══ Exercise data ══
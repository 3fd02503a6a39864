// This file is required to make `cargo test` discover tests in subdirectories.

#[cfg(test)]
mod common;

#[cfg(test)]
mod documents;


#[cfg(test)]
mod inline_props;

#[cfg(test)]
mod publish;
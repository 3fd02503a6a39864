//! Local filenames for the images a document references.
//!
//! The resolver never touches the network or the disk. It hands out a Markdown path for
//! every image appearance and records a [`MediaReference`] the writer realizes later.
//! There is no dedup: the same URL referenced twice yields two files.

use serde::Serialize;
use url::Url;

/// Extensions taken verbatim from a URL path.
const KNOWN_EXTENSIONS: [&str; 5] = ["jpg", "jpeg", "png", "gif", "webp"];

const DEFAULT_EXTENSION: &str = "jpg";

/// Why an image is part of the document.
#[derive(Debug, Clone, Copy, PartialEq, Eq, Serialize)]
#[serde(rename_all = "snake_case")]
pub enum MediaRole {
    Cover,
    /// Numbered photo attached to a post
    Attachment(usize),
    /// Numbered image inside an article body
    ArticleInline(usize),
}

/// A pending download and the filename it must be written to.
#[derive(Debug, Clone, PartialEq, Eq, Serialize)]
pub struct MediaReference {
    pub url: String,
    pub role: MediaRole,
    pub filename: String,
}

/// Assigns filenames per role in document order.
#[derive(Debug, Clone)]
pub struct MediaResolver {
    images_dir: String,
    covers: usize,
    attachments: usize,
    article_images: usize,
    references: Vec<MediaReference>,
}

impl MediaResolver {
    /// `images_dir` is the directory name used in Markdown paths.
    pub fn new(images_dir: impl Into<String>) -> Self {
        Self {
            images_dir: images_dir.into(),
            covers: 0,
            attachments: 0,
            article_images: 0,
            references: Vec::new(),
        }
    }

    pub fn images_dir(&self) -> &str {
        &self.images_dir
    }

    /// `cover.<ext>`; a second cover in the same document becomes `cover_2.<ext>`.
    pub fn resolve_cover(&mut self, url: &str) -> String {
        self.covers += 1;
        let stem = match self.covers {
            1 => "cover".to_string(),
            n => format!("cover_{n}"),
        };
        self.assign(url, MediaRole::Cover, stem)
    }

    /// `<n>.<ext>`, numbered across every post of the document.
    pub fn resolve_attachment(&mut self, url: &str) -> String {
        self.attachments += 1;
        let n = self.attachments;
        self.assign(url, MediaRole::Attachment(n), n.to_string())
    }

    /// `article_<n>.<ext>`.
    pub fn resolve_article_image(&mut self, url: &str) -> String {
        self.article_images += 1;
        let n = self.article_images;
        self.assign(url, MediaRole::ArticleInline(n), format!("article_{n}"))
    }

    /// Number of attachments resolved so far.
    pub fn attachment_count(&self) -> usize {
        self.attachments
    }

    pub fn references(&self) -> &[MediaReference] {
        &self.references
    }

    pub fn into_references(self) -> Vec<MediaReference> {
        self.references
    }

    fn assign(&mut self, url: &str, role: MediaRole, stem: String) -> String {
        let filename = format!("{stem}.{}", image_extension(url));
        let path = format!("{}/{}", self.images_dir, filename);
        self.references.push(MediaReference {
            url: url.to_string(),
            role,
            filename,
        });
        path
    }
}

/// File extension for an image URL, without the dot.
///
/// Taken from the URL path when it is a known image extension, else from a `format=`
/// query parameter (`?format=png&name=large`), else `jpg`.
pub fn image_extension(url: &str) -> String {
    let Ok(parsed) = Url::parse(url) else {
        return DEFAULT_EXTENSION.to_string();
    };

    let from_path = parsed
        .path_segments()
        .and_then(|mut segments| segments.next_back())
        .and_then(|last| last.rsplit_once('.'))
        .map(|(_, ext)| ext.to_ascii_lowercase())
        .filter(|ext| KNOWN_EXTENSIONS.contains(&ext.as_str()));
    if let Some(ext) = from_path {
        return ext;
    }

    parsed
        .query_pairs()
        .find(|(key, _)| key == "format")
        .map(|(_, value)| value.to_ascii_lowercase())
        .filter(|value| !value.is_empty() && value.chars().all(|c| c.is_ascii_alphanumeric()))
        .unwrap_or_else(|| DEFAULT_EXTENSION.to_string())
}
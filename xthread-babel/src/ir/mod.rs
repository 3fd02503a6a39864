//! Intermediate Representation (IR) for rendered documents.
//!
//! This module defines a format-agnostic, nested representation of the output
//! document. Renderers build it from posts and rich-text blocks; formats
//! (Markdown, JSON, plain text) serialize it.

pub mod nodes;
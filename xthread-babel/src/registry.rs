//! Format registry for format discovery and selection
//!
//! This module provides a centralized registry for all available output formats.
//! Formats can be registered and retrieved by name.

use crate::error::{Error, Result};
use crate::format::Format;
use crate::ir::nodes::Document;
use std::collections::HashMap;

/// Registry of document formats
///
/// # Examples
///
/// ```ignore
/// let registry = FormatRegistry::default();
/// let markdown = registry.serialize(&doc, "markdown")?;
/// ```
pub struct FormatRegistry {
    formats: HashMap<String, Box<dyn Format>>,
}

impl FormatRegistry {
    /// Create a new empty registry
    pub fn new() -> Self {
        FormatRegistry {
            formats: HashMap::new(),
        }
    }

    /// Register a format
    ///
    /// If a format with the same name already exists, it will be replaced.
    pub fn register<F: Format + 'static>(&mut self, format: F) {
        self.formats
            .insert(format.name().to_string(), Box::new(format));
    }

    /// Get a format by name
    pub fn get(&self, name: &str) -> Result<&dyn Format> {
        self.formats
            .get(name)
            .map(|f| f.as_ref())
            .ok_or_else(|| Error::FormatNotFound(name.to_string()))
    }

    /// Check if a format exists
    pub fn has(&self, name: &str) -> bool {
        self.formats.contains_key(name)
    }

    /// List all available format names (sorted)
    pub fn list_formats(&self) -> Vec<String> {
        let mut names: Vec<_> = self.formats.keys().cloned().collect();
        names.sort();
        names
    }

    /// Serialize a document using the specified format
    pub fn serialize(&self, doc: &Document, format: &str) -> Result<String> {
        let fmt = self.get(format)?;
        if !fmt.supports_serialization() {
            return Err(Error::NotSupported(format!(
                "Format '{format}' does not support serialization"
            )));
        }
        fmt.serialize(doc)
    }

    /// Create a registry with default formats
    pub fn with_defaults() -> Self {
        let mut registry = Self::new();

        registry.register(crate::formats::markdown::MarkdownFormat);
        registry.register(crate::formats::json::JsonFormat);
        registry.register(crate::formats::text::TextFormat);

        registry
    }
}

impl Default for FormatRegistry {
    fn default() -> Self {
        Self::with_defaults()
    }
}

#[cfg(test)]
mod tests {
    use super::*;
    use crate::ir::nodes::Paragraph;

    struct TestFormat;
    impl Format for TestFormat {
        fn name(&self) -> &str {
            "test"
        }
        fn supports_serialization(&self) -> bool {
            true
        }
        fn serialize(&self, _doc: &Document) -> Result<String> {
            Ok("test output".to_string())
        }
    }

    fn sample() -> Document {
        Document {
            children: vec![Paragraph::text("Hello").into()],
        }
    }

    #[test]
    fn test_registry_register() {
        let mut registry = FormatRegistry::new();
        registry.register(TestFormat);
        registry.register(TestFormat);

        assert!(registry.has("test"));
        assert_eq!(registry.list_formats(), vec!["test"]);
    }

    #[test]
    fn test_registry_get_nonexistent() {
        let registry = FormatRegistry::new();
        match registry.serialize(&sample(), "nonexistent") {
            Err(Error::FormatNotFound(name)) => assert_eq!(name, "nonexistent"),
            other => panic!("Expected FormatNotFound error, got {other:?}"),
        }
    }

    struct NameOnlyFormat;
    impl Format for NameOnlyFormat {
        fn name(&self) -> &str {
            "name-only"
        }
    }

    #[test]
    fn test_registry_serialize_unsupported() {
        let mut registry = FormatRegistry::new();
        registry.register(NameOnlyFormat);
        assert!(matches!(
            registry.serialize(&sample(), "name-only"),
            Err(Error::NotSupported(_))
        ));
    }

    #[test]
    fn test_registry_with_defaults() {
        let registry = FormatRegistry::default();
        assert_eq!(registry.list_formats(), vec!["json", "markdown", "text"]);
    }

    #[test]
    fn test_default_extensions() {
        let registry = FormatRegistry::with_defaults();
        let first = |name: &str| registry.get(name).unwrap().file_extensions()[0].to_string();
        assert_eq!(first("markdown"), "md");
        assert_eq!(first("json"), "json");
        assert_eq!(first("text"), "txt");
    }

    #[test]
    fn test_markdown_through_registry() {
        let registry = FormatRegistry::default();
        let markdown = registry.serialize(&sample(), "markdown").unwrap();
        assert_eq!(markdown, "Hello\n");
    }
}
//! Where posts and media bytes come from.
//!
//! The renderers only see these traits. [`client::FxTwitterClient`] implements both over
//! HTTP; [`memory::MemorySource`] serves saved responses and test data.

pub mod client;
pub mod fxtwitter;
pub mod memory;
pub mod url;

use crate::error::Result;
use crate::model::{Post, RichBlock};

/// Lookup of posts by id.
pub trait PostSource {
    /// Fetches one post. A missing post is [`Error::NotFound`](crate::Error::NotFound).
    fn fetch_post(&self, id: &str) -> Result<Post>;

    /// Direct replies to a post, in any order.
    ///
    /// Sources without a replies lookup report none, which ends a forward thread walk
    /// immediately.
    fn fetch_replies(&self, _id: &str) -> Result<Vec<Post>> {
        Ok(Vec::new())
    }

    /// Article blocks of a long-form post; empty when the post is not an article.
    fn fetch_article_blocks(&self, id: &str) -> Result<Vec<RichBlock>> {
        Ok(self
            .fetch_post(id)?
            .article
            .map(|article| article.blocks)
            .unwrap_or_default())
    }
}

/// Download of image bytes.
pub trait MediaFetcher {
    fn download(&self, url: &str) -> Result<Vec<u8>>;
}
//! Recognition of post links.

use url::Url;

use crate::error::{Error, Result};

/// Hosts that serve post pages under `/<user>/status/<id>`.
pub const SUPPORTED_DOMAINS: [&str; 7] = [
    "x.com",
    "twitter.com",
    "mobile.twitter.com",
    "fxtwitter.com",
    "fixupx.com",
    "vxtwitter.com",
    "nitter.net",
];

/// The parts of a post link the pipeline needs.
#[derive(Debug, Clone, PartialEq, Eq)]
pub struct PostUrl {
    /// First path segment; `i` for author-less links
    pub screen_name: String,
    pub post_id: String,
}

/// Parses a post link from any supported host.
///
/// The scheme is optional, `www.` is ignored, and so are query and fragment.
pub fn parse_post_url(raw: &str) -> Result<PostUrl> {
    let raw = raw.trim();
    let with_scheme = if raw.starts_with("http://") || raw.starts_with("https://") {
        raw.to_string()
    } else {
        format!("https://{raw}")
    };

    let parsed = Url::parse(&with_scheme).map_err(|_| Error::InvalidUrl(raw.to_string()))?;
    let host = parsed
        .host_str()
        .ok_or_else(|| Error::InvalidUrl(raw.to_string()))?
        .to_ascii_lowercase();
    let domain = host.strip_prefix("www.").unwrap_or(&host);

    if !SUPPORTED_DOMAINS.contains(&domain) {
        return Err(Error::UnsupportedDomain {
            domain: domain.to_string(),
            supported: SUPPORTED_DOMAINS.join(", "),
        });
    }

    let segments: Vec<&str> = parsed
        .path_segments()
        .map(|segments| segments.filter(|s| !s.is_empty()).collect())
        .unwrap_or_default();

    match segments.as_slice() {
        [user, marker, id, ..]
            if matches!(*marker, "status" | "statuses")
                && !id.is_empty()
                && id.chars().all(|c| c.is_ascii_digit()) =>
        {
            Ok(PostUrl {
                screen_name: user.to_string(),
                post_id: id.to_string(),
            })
        }
        _ => Err(Error::InvalidUrl(raw.to_string())),
    }
}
═══
> _Exercise aim_: Take each line above that holds the string "memory" and copy it.

> _Result below_:
//! HTTP; [`memory::MemorySource`] serves saved responses and test data.
pub mod memory;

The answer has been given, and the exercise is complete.